[Collection entries]

+ + + +

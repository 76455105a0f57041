/// Constants used by the trace processor and its default configuration.
pub mod processor {
    /// Default width of one cooked bucket, in seconds.
    pub const DEFAULT_GRANULARITY_SECS: f64 = 1.0;
    /// Default near-zero threshold below which a bucket is treated as missing.
    pub const DEFAULT_DELTA: f64 = 0.01;
    /// Slack added before flooring bucket offsets so `i * g / g` lands on `i`.
    pub const BUCKET_EPSILON: f64 = 1e-9;
    /// Throughput clip range used by the command-line runner, in Mbps (min, max).
    pub const DEFAULT_CLIP_RANGE_MBPS: (f64, f64) = (0.01, 2000.0);
    /// Upper bound on buckets in one processed run (about 800 MB of `f64`s).
    pub const MAX_BUCKETS: usize = 100_000_000;
}

/// Constants used by the on-disk dataset layout.
pub mod layout {
    /// Directory (under the dataset root) holding one metadata JSON per trace.
    pub const METADATA_DIR: &str = "metadata";
    /// Directory holding raw `<name>.zip` archives.
    pub const RAW_TRACE_DIR: &str = "raw_traces";
    /// Directory holding cooked CSV files.
    pub const COOKED_TRACE_DIR: &str = "cooked_traces";
    /// Extension of metadata files.
    pub const METADATA_EXTENSION: &str = "json";
    /// Extension of raw trace archives.
    pub const RAW_ARCHIVE_EXTENSION: &str = "zip";
    /// Extension of cooked trace files.
    pub const COOKED_EXTENSION: &str = "csv";
    /// Extension used for in-flight writes before the final rename.
    pub const PARTIAL_EXTENSION: &str = "part";
    /// Archive entry stems (lowercased) treated as the human-readable description.
    pub const DESCRIPTION_STEMS: [&str; 2] = ["readme", "description"];
}

/// Constants used by the cooked CSV encoding.
pub mod cooked {
    /// Prefix of the preamble line carrying trace attributes.
    pub const PREAMBLE_PREFIX: &str = "#";
    /// Preamble key for bucket width.
    pub const KEY_GRANULARITY: &str = "granularity_secs";
    /// Preamble key for the throughput unit.
    pub const KEY_UNIT: &str = "unit";
    /// Column header for bucket start time.
    pub const COLUMN_TIME: &str = "time_secs";
    /// Column header for bucket throughput.
    pub const COLUMN_THROUGHPUT: &str = "throughput";
    /// Default size bound of one cooked file (20 MiB).
    pub const DEFAULT_MAX_FILE_BYTES: u64 = 20 * 1024 * 1024;
}

/// Constants used by the Mahimahi schedule converter.
pub mod mahimahi {
    /// Bytes delivered per schedule line (one MTU-sized packet).
    pub const DEFAULT_EVENT_SIZE_BYTES: u32 = 1500;
    /// Rough per-line byte cost used for size estimates (digits plus newline).
    pub const DEFAULT_LINE_BYTE_COST: u32 = 8;
    /// Default per-file size bound (20 MiB).
    pub const DEFAULT_BATCH_SIZE_BOUND: u64 = 20 * 1024 * 1024;
    /// Extension of schedule files.
    pub const SCHEDULE_EXTENSION: &str = "mm";
    /// Milliseconds per second.
    pub const MILLIS_PER_SEC: f64 = 1000.0;
}

/// Constants used by the network-specific raw parsers.
pub mod formats {
    /// Comment prefix accepted by line-oriented raw formats.
    pub const COMMENT_PREFIX: char = '#';
    /// Bytes represented by one cellular delivery line.
    pub const CELLULAR_PACKET_BYTES: f64 = 1500.0;
}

+ + + +

◆ **PROBLEM**
Only a number should be given: the count of lines above that contain the word "processor".

◆ **RESPONSE AREA**
2